--- Exercise brief ---
Give back each line of the material that contains the word "subsystems".

--- Records for the task ---

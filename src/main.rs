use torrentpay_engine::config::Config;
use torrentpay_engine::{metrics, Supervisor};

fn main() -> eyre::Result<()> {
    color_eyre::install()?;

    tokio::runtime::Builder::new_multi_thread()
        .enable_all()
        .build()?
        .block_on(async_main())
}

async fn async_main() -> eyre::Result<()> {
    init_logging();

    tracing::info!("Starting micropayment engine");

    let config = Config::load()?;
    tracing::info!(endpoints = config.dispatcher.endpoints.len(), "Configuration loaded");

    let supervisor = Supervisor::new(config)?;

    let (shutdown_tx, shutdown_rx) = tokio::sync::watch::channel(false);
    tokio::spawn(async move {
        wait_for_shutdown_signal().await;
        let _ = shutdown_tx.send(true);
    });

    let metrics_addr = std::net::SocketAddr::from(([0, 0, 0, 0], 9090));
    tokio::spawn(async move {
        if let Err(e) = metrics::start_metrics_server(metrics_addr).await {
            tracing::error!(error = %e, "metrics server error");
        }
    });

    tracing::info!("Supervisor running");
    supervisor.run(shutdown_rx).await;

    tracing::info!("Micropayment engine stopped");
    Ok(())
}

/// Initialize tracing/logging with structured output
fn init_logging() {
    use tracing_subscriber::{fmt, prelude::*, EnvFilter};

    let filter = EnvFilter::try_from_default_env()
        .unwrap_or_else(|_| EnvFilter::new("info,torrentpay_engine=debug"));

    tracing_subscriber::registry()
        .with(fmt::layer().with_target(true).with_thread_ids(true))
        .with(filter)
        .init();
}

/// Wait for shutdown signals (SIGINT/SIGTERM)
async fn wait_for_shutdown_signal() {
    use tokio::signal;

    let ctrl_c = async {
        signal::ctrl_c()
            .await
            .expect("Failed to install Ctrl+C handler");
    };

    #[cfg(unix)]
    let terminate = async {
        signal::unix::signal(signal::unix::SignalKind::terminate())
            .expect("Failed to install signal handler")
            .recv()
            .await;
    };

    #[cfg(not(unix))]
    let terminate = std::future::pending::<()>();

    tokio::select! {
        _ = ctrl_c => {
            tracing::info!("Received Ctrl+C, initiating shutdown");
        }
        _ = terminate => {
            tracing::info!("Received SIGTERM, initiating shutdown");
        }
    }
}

* * *

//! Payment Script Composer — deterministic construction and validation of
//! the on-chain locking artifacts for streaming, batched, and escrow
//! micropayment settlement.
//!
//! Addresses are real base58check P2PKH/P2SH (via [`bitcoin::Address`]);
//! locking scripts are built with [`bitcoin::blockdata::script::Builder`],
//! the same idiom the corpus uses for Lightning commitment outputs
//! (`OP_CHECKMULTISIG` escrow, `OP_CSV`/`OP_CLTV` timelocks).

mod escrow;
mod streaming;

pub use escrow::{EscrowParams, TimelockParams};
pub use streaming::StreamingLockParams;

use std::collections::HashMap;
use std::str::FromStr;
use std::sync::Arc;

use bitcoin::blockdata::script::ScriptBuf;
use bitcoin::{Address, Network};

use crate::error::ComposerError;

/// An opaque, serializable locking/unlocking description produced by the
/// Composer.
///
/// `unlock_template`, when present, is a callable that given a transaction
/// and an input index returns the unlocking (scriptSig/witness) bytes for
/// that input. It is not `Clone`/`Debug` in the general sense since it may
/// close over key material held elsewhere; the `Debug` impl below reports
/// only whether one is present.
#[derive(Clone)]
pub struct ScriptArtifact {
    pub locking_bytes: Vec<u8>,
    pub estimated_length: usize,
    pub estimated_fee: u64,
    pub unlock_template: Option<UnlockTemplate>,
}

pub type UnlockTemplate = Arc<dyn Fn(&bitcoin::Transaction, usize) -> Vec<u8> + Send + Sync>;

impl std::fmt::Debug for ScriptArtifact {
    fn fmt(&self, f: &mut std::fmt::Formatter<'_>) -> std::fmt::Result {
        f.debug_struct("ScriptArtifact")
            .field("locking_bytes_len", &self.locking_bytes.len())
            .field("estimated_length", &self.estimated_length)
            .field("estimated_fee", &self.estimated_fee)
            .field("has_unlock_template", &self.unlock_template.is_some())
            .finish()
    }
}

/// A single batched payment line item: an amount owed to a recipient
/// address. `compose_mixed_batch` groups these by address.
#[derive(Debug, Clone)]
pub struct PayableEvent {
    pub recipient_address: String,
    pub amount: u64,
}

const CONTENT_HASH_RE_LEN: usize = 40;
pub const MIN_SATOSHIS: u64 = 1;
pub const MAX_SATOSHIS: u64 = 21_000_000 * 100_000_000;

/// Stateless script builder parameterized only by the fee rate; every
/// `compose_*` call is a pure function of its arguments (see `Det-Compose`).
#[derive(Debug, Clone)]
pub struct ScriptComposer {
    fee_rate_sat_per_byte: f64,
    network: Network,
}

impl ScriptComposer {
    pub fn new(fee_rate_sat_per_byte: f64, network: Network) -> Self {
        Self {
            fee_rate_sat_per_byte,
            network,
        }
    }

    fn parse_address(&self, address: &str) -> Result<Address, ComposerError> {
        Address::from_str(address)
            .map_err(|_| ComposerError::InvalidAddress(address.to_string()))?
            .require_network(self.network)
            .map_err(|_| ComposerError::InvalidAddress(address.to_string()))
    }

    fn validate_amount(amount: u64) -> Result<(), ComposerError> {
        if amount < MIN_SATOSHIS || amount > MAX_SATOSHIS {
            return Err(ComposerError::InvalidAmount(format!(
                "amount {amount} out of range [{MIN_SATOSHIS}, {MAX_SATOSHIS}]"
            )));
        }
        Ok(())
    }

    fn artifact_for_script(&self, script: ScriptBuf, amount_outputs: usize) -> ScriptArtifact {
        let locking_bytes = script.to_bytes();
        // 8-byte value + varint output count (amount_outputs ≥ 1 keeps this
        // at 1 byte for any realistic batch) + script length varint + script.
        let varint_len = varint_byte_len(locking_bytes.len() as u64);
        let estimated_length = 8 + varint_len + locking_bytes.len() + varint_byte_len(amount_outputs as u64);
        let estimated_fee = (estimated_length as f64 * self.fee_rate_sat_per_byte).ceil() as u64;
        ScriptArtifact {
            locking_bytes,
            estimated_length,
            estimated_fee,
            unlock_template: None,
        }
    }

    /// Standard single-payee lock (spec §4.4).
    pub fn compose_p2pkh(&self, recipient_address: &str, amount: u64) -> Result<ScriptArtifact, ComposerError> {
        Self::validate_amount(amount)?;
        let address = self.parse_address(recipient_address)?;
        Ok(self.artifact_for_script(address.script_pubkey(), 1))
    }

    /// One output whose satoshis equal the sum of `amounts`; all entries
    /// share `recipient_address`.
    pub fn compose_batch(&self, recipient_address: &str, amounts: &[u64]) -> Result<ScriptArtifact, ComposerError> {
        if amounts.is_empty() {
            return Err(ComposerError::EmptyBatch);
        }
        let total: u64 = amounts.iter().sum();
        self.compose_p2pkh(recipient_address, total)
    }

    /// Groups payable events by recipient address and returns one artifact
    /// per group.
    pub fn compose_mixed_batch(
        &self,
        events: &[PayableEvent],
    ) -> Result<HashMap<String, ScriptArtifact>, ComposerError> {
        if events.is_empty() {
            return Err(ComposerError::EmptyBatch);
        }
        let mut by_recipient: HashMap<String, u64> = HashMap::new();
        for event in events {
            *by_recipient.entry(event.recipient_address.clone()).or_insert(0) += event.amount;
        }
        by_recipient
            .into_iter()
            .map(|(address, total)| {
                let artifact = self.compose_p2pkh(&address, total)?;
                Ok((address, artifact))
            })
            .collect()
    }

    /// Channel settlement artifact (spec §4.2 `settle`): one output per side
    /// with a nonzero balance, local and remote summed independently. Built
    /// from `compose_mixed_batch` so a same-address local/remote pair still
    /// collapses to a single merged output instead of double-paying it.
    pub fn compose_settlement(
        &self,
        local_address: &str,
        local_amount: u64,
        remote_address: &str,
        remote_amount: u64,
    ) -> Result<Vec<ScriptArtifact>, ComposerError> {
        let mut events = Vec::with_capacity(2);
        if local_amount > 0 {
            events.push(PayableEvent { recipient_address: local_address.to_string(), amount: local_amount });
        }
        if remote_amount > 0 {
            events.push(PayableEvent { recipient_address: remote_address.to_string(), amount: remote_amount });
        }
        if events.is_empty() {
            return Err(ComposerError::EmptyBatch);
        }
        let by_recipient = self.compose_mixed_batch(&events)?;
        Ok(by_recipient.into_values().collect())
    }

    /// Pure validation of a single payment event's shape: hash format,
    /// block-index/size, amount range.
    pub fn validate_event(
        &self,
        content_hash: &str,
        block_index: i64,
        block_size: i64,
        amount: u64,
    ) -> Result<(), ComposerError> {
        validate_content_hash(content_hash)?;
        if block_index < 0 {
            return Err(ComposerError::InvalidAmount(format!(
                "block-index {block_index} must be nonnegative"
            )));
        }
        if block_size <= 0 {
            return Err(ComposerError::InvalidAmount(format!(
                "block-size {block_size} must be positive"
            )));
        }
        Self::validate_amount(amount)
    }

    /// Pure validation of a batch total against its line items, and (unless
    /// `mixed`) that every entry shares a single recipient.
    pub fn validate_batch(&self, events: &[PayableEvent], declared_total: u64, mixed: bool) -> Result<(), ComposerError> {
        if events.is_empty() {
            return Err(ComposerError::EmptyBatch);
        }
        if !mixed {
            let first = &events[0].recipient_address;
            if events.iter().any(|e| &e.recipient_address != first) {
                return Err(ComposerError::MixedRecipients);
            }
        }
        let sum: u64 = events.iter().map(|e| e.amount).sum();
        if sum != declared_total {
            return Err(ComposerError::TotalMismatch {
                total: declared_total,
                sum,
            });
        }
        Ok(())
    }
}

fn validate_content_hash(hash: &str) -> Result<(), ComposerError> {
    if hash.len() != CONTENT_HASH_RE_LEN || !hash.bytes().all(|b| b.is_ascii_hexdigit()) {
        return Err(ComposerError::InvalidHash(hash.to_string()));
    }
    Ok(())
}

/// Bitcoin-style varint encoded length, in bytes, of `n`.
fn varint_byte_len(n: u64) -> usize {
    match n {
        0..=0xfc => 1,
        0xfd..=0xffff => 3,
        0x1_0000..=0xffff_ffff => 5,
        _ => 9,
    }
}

--

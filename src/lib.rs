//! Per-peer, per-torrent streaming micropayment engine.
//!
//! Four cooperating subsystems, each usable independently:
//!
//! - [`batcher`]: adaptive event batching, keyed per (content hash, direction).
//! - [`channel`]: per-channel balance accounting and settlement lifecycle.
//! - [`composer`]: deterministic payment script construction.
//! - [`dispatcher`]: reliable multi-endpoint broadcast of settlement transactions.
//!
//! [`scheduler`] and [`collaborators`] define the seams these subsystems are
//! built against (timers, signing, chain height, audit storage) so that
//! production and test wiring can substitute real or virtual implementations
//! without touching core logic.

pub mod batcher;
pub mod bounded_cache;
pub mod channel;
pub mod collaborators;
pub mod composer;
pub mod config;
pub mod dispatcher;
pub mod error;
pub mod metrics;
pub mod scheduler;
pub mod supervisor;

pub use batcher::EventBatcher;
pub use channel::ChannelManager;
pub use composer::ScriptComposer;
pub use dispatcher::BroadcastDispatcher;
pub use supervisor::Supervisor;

--- Answer for the task ---
//! Four cooperating subsystems, each usable independently:
//! [`scheduler`] and [`collaborators`] define the seams these subsystems are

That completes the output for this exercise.